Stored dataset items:
*** Block opens ***
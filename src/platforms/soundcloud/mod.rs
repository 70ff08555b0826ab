use crate::core::engine::DownloadEngine;
use crate::core::fallback::SearchBackend;

pub const SEARCH_PREFIX: &str = "scsearch";

/// Secondary host, tried after the primary one. Takes the first hit.
pub fn search_backend(engine: DownloadEngine) -> SearchBackend {
    SearchBackend::new("soundcloud", SEARCH_PREFIX, 1, engine)
}
use crate::core::engine::DownloadEngine;
use crate::core::fallback::SearchBackend;

pub const SEARCH_PREFIX: &str = "ytsearch";
/// Search hits compared by duration before picking one.
pub const SEARCH_CANDIDATES: u32 = 3;

/// Primary alternate host for catalog items.
pub fn search_backend(engine: DownloadEngine) -> SearchBackend {
    SearchBackend::new("youtube", SEARCH_PREFIX, SEARCH_CANDIDATES, engine)
}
*** Block closes ***
--- Task to complete ---
When a line above includes the word "soundcloud", please list that line.

--- Finished task ---
filename src/platforms/soundcloud/mod.rs
    SearchBackend::new("soundcloud", SEARCH_PREFIX, 1, engine)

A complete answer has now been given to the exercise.